Stored data

=== Section Start ===

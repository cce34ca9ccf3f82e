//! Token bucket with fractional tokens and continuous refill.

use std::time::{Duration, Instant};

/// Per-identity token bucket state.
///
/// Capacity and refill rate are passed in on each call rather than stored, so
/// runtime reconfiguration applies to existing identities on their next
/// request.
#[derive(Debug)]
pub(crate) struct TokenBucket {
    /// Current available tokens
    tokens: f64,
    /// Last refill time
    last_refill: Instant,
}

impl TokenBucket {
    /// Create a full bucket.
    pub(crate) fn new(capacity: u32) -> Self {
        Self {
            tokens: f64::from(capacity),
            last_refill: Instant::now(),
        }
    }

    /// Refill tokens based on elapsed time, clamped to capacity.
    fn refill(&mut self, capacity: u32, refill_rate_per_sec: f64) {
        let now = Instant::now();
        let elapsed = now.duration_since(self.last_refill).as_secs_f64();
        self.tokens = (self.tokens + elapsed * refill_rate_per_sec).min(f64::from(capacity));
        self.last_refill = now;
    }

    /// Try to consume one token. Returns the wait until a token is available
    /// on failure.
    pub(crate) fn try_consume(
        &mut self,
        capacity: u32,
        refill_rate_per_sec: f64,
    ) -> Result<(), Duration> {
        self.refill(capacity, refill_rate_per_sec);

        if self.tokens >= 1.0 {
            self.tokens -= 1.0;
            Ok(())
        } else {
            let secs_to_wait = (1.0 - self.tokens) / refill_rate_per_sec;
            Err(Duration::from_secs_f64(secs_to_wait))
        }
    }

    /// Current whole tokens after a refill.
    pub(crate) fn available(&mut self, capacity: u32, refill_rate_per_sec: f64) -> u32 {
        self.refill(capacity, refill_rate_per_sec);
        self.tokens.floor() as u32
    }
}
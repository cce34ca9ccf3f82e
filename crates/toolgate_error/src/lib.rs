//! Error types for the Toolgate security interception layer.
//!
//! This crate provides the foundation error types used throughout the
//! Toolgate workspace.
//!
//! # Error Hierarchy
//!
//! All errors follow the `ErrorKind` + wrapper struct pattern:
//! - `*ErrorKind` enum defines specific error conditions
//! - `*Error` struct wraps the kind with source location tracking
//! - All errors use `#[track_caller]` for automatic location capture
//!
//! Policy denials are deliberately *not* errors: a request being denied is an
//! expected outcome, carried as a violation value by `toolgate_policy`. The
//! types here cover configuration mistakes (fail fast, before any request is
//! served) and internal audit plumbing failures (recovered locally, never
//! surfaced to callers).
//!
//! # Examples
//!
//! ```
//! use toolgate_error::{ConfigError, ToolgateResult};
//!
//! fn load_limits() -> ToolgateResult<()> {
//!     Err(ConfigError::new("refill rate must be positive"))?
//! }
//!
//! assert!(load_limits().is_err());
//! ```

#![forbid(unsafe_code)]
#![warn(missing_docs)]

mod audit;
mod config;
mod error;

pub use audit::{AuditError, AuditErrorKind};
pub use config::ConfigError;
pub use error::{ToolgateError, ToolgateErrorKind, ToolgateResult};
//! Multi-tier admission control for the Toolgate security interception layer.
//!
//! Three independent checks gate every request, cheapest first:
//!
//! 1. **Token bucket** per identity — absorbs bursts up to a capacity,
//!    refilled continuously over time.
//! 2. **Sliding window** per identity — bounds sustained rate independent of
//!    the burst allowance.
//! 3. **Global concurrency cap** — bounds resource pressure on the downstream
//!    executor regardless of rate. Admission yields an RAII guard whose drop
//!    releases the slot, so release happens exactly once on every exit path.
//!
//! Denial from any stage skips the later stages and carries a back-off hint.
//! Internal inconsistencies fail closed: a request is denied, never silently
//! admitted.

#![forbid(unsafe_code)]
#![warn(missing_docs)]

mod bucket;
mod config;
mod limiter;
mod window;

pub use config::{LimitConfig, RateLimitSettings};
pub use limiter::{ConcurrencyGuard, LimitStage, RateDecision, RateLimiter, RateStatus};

=== Section End ===
=== Section Start ===

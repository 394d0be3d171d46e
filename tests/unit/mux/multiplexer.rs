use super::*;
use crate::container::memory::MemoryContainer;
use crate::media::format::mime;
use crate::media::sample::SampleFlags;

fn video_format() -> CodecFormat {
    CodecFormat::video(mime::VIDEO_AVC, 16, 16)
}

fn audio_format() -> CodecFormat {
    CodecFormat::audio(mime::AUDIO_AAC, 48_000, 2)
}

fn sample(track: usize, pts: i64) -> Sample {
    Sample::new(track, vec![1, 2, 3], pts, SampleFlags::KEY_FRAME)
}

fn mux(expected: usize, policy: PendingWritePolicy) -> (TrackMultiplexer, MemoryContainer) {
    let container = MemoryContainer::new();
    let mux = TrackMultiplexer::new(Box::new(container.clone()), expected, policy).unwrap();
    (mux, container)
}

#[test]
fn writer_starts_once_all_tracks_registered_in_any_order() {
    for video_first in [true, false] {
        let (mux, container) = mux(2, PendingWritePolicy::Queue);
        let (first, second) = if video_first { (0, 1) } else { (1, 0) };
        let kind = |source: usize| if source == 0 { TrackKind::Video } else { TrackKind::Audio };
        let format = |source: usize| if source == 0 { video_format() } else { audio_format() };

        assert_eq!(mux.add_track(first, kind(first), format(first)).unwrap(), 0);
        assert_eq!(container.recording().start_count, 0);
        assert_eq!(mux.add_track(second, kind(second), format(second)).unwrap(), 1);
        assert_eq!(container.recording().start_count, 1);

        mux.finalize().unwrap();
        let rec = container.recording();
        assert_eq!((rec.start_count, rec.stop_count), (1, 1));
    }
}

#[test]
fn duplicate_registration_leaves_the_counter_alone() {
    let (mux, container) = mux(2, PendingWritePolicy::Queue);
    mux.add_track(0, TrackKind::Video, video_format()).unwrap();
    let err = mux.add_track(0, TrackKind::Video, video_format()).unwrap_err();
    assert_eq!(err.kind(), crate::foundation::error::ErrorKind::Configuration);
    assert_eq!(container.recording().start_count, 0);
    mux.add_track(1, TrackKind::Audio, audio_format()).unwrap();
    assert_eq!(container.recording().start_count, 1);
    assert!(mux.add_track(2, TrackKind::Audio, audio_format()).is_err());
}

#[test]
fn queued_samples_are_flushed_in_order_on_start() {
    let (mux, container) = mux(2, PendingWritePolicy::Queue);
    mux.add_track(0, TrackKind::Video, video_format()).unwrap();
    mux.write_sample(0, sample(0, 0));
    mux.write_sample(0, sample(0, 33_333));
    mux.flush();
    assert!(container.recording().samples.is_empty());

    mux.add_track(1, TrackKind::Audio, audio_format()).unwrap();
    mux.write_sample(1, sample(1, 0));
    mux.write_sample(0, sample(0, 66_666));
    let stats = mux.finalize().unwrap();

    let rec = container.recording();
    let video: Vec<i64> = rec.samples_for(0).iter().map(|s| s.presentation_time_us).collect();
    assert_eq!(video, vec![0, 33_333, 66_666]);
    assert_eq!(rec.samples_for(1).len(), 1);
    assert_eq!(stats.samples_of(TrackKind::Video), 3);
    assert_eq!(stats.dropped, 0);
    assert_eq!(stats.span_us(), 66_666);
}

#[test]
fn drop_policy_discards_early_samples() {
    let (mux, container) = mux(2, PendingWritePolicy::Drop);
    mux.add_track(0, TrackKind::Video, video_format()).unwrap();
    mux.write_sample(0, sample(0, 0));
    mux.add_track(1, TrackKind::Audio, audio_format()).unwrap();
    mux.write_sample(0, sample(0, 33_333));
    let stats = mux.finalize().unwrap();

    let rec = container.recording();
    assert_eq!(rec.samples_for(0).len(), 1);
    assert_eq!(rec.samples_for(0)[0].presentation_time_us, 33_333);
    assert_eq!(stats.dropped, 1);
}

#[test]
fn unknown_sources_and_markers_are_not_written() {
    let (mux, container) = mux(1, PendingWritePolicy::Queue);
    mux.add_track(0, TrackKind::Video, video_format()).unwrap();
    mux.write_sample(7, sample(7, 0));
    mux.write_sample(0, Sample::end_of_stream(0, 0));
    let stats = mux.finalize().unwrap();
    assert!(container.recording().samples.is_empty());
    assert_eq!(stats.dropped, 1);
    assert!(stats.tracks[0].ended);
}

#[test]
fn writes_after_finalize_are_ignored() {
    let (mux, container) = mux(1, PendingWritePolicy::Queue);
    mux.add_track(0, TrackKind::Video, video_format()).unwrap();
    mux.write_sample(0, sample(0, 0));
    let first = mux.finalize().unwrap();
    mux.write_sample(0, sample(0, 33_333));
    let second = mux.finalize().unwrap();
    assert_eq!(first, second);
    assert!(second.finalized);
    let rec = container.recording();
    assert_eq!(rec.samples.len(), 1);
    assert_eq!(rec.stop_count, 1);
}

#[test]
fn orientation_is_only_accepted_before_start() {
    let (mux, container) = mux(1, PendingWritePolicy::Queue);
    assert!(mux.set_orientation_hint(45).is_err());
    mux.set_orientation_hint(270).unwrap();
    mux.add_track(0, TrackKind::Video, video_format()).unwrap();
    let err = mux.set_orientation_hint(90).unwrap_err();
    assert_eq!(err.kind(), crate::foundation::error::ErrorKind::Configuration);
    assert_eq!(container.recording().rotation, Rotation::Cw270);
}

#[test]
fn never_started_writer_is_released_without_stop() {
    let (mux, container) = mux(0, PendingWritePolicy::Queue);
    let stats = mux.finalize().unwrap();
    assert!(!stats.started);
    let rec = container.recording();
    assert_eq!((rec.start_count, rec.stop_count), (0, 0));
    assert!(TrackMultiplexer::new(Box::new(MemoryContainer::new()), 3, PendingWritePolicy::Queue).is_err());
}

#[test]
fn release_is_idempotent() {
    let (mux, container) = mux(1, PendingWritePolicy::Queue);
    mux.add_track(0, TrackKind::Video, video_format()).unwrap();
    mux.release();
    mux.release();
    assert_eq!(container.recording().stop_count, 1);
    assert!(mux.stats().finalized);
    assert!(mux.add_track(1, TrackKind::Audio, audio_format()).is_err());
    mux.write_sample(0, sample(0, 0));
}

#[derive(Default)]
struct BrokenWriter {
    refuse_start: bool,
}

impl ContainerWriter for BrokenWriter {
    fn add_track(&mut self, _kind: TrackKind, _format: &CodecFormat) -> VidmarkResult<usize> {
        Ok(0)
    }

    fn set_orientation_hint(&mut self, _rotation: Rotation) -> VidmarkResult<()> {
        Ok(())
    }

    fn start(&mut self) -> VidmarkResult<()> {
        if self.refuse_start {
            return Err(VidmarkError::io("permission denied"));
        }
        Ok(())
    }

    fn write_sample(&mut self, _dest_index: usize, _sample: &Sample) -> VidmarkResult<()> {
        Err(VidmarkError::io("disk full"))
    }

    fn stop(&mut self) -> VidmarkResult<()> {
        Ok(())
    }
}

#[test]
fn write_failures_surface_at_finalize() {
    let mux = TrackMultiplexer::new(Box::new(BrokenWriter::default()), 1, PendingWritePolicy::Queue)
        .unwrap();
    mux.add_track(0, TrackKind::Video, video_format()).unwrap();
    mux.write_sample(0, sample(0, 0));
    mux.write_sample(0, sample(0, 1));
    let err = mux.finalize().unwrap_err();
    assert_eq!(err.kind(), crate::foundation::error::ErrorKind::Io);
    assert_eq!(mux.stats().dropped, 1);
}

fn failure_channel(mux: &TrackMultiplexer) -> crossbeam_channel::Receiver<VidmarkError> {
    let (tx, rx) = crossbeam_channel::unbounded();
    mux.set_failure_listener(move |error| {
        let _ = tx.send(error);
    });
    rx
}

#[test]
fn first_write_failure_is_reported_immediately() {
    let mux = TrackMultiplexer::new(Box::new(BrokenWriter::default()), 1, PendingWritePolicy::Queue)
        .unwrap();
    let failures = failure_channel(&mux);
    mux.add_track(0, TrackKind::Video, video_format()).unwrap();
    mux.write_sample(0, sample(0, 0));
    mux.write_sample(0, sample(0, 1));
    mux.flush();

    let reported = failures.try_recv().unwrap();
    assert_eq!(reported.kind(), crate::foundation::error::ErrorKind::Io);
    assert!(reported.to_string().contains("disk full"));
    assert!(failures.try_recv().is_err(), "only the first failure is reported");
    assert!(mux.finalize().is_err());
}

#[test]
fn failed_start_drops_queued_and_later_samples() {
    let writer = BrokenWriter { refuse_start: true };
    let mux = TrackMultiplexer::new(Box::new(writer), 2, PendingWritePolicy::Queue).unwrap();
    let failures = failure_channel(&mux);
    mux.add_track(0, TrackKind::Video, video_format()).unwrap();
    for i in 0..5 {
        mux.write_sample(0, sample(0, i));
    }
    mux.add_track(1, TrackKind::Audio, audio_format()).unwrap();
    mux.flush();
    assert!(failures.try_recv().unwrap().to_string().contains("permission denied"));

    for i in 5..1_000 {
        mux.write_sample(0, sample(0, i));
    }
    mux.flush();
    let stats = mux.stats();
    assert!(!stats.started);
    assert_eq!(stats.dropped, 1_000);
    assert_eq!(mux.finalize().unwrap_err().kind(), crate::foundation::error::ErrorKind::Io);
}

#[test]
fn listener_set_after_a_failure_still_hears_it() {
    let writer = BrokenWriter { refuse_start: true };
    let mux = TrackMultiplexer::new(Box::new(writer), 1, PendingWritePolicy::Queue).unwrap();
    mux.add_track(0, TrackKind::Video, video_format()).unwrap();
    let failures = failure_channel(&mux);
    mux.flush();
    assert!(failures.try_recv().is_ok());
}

=== Section End ===

**Your goal:**
Where the string "MemoryContainer" turns up in a line of the data above, copy that whole line.

**Exercise answer:**
use crate::container::memory::MemoryContainer;
fn mux(expected: usize, policy: PendingWritePolicy) -> (TrackMultiplexer, MemoryContainer) {
    let container = MemoryContainer::new();
    assert!(TrackMultiplexer::new(Box::new(MemoryContainer::new()), 3, PendingWritePolicy::Queue).is_err());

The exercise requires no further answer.